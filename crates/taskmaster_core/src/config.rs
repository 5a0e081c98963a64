//! # Application configuration: `taskmaster.toml`
//!
//! ```toml
//! [store]
//! path = "/var/lib/taskmaster/taskmaster.sqlite3"
//!
//! [logging]
//! level = "info"
//! dir = "/var/log/taskmaster"
//!
//! [reminders]
//! poll_interval_secs = 30
//! notification_title = "TaskMaster Reminder"
//! body_preview_chars = 100
//!
//! [tasks]
//! default_color = "#3B82F6"
//! ```
//!
//! Every section is optional; a missing or empty file is equivalent to
//! [`AppConfig::default`].

use crate::logging::default_log_level;
use crate::model::task::DEFAULT_TASK_COLOR;
use crate::model::validation::is_hex_color;
use crate::notify::{DEFAULT_BODY_PREVIEW_CHARS, DEFAULT_REMINDER_TITLE};
use serde::{Deserialize, Serialize};
use std::error::Error;
use std::fmt::{Display, Formatter};
use std::path::{Path, PathBuf};
use std::time::Duration;

/// Conventional config file name.
pub const CONFIG_FILE_NAME: &str = "taskmaster.toml";

const DEFAULT_STORE_FILE_NAME: &str = "taskmaster.sqlite3";
const DEFAULT_POLL_INTERVAL_SECS: u64 = 30;

/// Config load/validation errors.
#[derive(Debug)]
pub enum ConfigError {
    Io { path: PathBuf, source: std::io::Error },
    Parse(toml::de::Error),
    Invalid(String),
}

impl Display for ConfigError {
    fn fmt(&self, f: &mut Formatter<'_>) -> std::fmt::Result {
        match self {
            Self::Io { path, source } => {
                write!(f, "failed to read config `{}`: {source}", path.display())
            }
            Self::Parse(err) => write!(f, "failed to parse config: {err}"),
            Self::Invalid(message) => write!(f, "invalid config: {message}"),
        }
    }
}

impl Error for ConfigError {
    fn source(&self) -> Option<&(dyn Error + 'static)> {
        match self {
            Self::Io { source, .. } => Some(source),
            Self::Parse(err) => Some(err),
            Self::Invalid(_) => None,
        }
    }
}

impl From<toml::de::Error> for ConfigError {
    fn from(value: toml::de::Error) -> Self {
        Self::Parse(value)
    }
}

/// Top-level configuration.
#[derive(Clone, Debug, Default, PartialEq, Serialize, Deserialize)]
pub struct AppConfig {
    #[serde(default)]
    pub store: StoreConfig,
    #[serde(default)]
    pub logging: LoggingConfig,
    #[serde(default)]
    pub reminders: ReminderConfig,
    #[serde(default)]
    pub tasks: TaskConfig,
}

/// Row store location.
#[derive(Clone, Debug, PartialEq, Serialize, Deserialize)]
pub struct StoreConfig {
    /// SQLite file path. Relative paths resolve against the working directory.
    #[serde(default = "default_store_path")]
    pub path: PathBuf,
}

impl Default for StoreConfig {
    fn default() -> Self {
        Self {
            path: default_store_path(),
        }
    }
}

/// Logging backend settings. `dir = None` keeps file logging off.
#[derive(Clone, Debug, PartialEq, Serialize, Deserialize)]
pub struct LoggingConfig {
    #[serde(default = "default_level")]
    pub level: String,
    #[serde(default)]
    pub dir: Option<PathBuf>,
}

impl Default for LoggingConfig {
    fn default() -> Self {
        Self {
            level: default_level(),
            dir: None,
        }
    }
}

/// Reminder scan and notification settings.
#[derive(Clone, Debug, PartialEq, Serialize, Deserialize)]
pub struct ReminderConfig {
    /// Seconds between periodic scans. Must be > 0.
    #[serde(default = "default_poll_interval_secs")]
    pub poll_interval_secs: u64,
    #[serde(default = "default_notification_title")]
    pub notification_title: String,
    #[serde(default = "default_body_preview_chars")]
    pub body_preview_chars: usize,
}

impl Default for ReminderConfig {
    fn default() -> Self {
        Self {
            poll_interval_secs: default_poll_interval_secs(),
            notification_title: default_notification_title(),
            body_preview_chars: default_body_preview_chars(),
        }
    }
}

impl ReminderConfig {
    pub fn poll_interval(&self) -> Duration {
        Duration::from_secs(self.poll_interval_secs)
    }
}

/// Task defaults.
#[derive(Clone, Debug, PartialEq, Serialize, Deserialize)]
pub struct TaskConfig {
    #[serde(default = "default_task_color")]
    pub default_color: String,
}

impl Default for TaskConfig {
    fn default() -> Self {
        Self {
            default_color: default_task_color(),
        }
    }
}

impl AppConfig {
    /// Parses and validates TOML text.
    pub fn from_toml_str(text: &str) -> Result<Self, ConfigError> {
        let config: Self = toml::from_str(text)?;
        config.validate()?;
        Ok(config)
    }

    /// Reads, parses and validates a config file.
    pub fn load(path: impl AsRef<Path>) -> Result<Self, ConfigError> {
        let path = path.as_ref();
        let text = std::fs::read_to_string(path).map_err(|source| ConfigError::Io {
            path: path.to_path_buf(),
            source,
        })?;
        Self::from_toml_str(&text)
    }

    /// Like [`AppConfig::load`], but a missing file yields defaults.
    pub fn load_or_default(path: impl AsRef<Path>) -> Result<Self, ConfigError> {
        let path = path.as_ref();
        if !path.exists() {
            return Ok(Self::default());
        }
        Self::load(path)
    }

    pub fn validate(&self) -> Result<(), ConfigError> {
        if self.reminders.poll_interval_secs == 0 {
            return Err(ConfigError::Invalid(
                "reminders.poll_interval_secs must be greater than 0".to_string(),
            ));
        }
        if self.reminders.notification_title.trim().is_empty() {
            return Err(ConfigError::Invalid(
                "reminders.notification_title must not be blank".to_string(),
            ));
        }
        if !is_hex_color(self.tasks.default_color.trim()) {
            return Err(ConfigError::Invalid(format!(
                "tasks.default_color must be #RRGGBB, got `{}`",
                self.tasks.default_color
            )));
        }
        if self.store.path.as_os_str().is_empty() {
            return Err(ConfigError::Invalid("store.path must not be empty".to_string()));
        }
        Ok(())
    }

    pub fn to_toml_string(&self) -> Result<String, toml::ser::Error> {
        toml::to_string_pretty(self)
    }
}

fn default_store_path() -> PathBuf {
    PathBuf::from(DEFAULT_STORE_FILE_NAME)
}

fn default_level() -> String {
    default_log_level().to_string()
}

fn default_poll_interval_secs() -> u64 {
    DEFAULT_POLL_INTERVAL_SECS
}

fn default_notification_title() -> String {
    DEFAULT_REMINDER_TITLE.to_string()
}

fn default_body_preview_chars() -> usize {
    DEFAULT_BODY_PREVIEW_CHARS
}

fn default_task_color() -> String {
    DEFAULT_TASK_COLOR.to_string()
}

#[cfg(test)]
mod tests {
    use super::{AppConfig, ConfigError};
    use std::time::Duration;

    #[test]
    fn empty_text_is_default_config() {
        let config = AppConfig::from_toml_str("").unwrap();
        assert_eq!(config, AppConfig::default());
        assert_eq!(config.reminders.poll_interval(), Duration::from_secs(30));
        assert_eq!(config.reminders.notification_title, "TaskMaster Reminder");
        assert_eq!(config.reminders.body_preview_chars, 100);
        assert_eq!(config.tasks.default_color, "#3B82F6");
    }

    #[test]
    fn partial_sections_keep_other_defaults() {
        let config = AppConfig::from_toml_str(
            r#"
            [reminders]
            poll_interval_secs = 5

            [logging]
            level = "debug"
            dir = "/tmp/taskmaster-logs"
            "#,
        )
        .unwrap();
        assert_eq!(config.reminders.poll_interval_secs, 5);
        assert_eq!(config.reminders.body_preview_chars, 100);
        assert_eq!(config.logging.level, "debug");
        assert!(config.logging.dir.is_some());
    }

    #[test]
    fn zero_interval_is_rejected() {
        let err = AppConfig::from_toml_str("[reminders]\npoll_interval_secs = 0\n").unwrap_err();
        assert!(matches!(err, ConfigError::Invalid(message) if message.contains("poll_interval")));
    }

    #[test]
    fn bad_color_is_rejected() {
        let err = AppConfig::from_toml_str("[tasks]\ndefault_color = \"blue\"\n").unwrap_err();
        assert!(matches!(err, ConfigError::Invalid(_)));
    }

    #[test]
    fn malformed_toml_is_parse_error() {
        let err = AppConfig::from_toml_str("[reminders\n").unwrap_err();
        assert!(matches!(err, ConfigError::Parse(_)));
    }

    #[test]
    fn load_or_default_tolerates_missing_file() {
        let dir = tempfile::tempdir().unwrap();
        let config = AppConfig::load_or_default(dir.path().join("missing.toml")).unwrap();
        assert_eq!(config, AppConfig::default());
    }

    #[test]
    fn serialized_config_loads_back() {
        let dir = tempfile::tempdir().unwrap();
        let path = dir.path().join(super::CONFIG_FILE_NAME);
        let mut config = AppConfig::default();
        config.reminders.poll_interval_secs = 12;
        std::fs::write(&path, config.to_toml_string().unwrap()).unwrap();

        assert_eq!(AppConfig::load(&path).unwrap(), config);
    }
}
----------
# [Exercise description]
Whenever the string "configuration" shows up on a line of the listing, copy that line.

# [Expected output]
//! # Application configuration: `taskmaster.toml`
/// Top-level configuration.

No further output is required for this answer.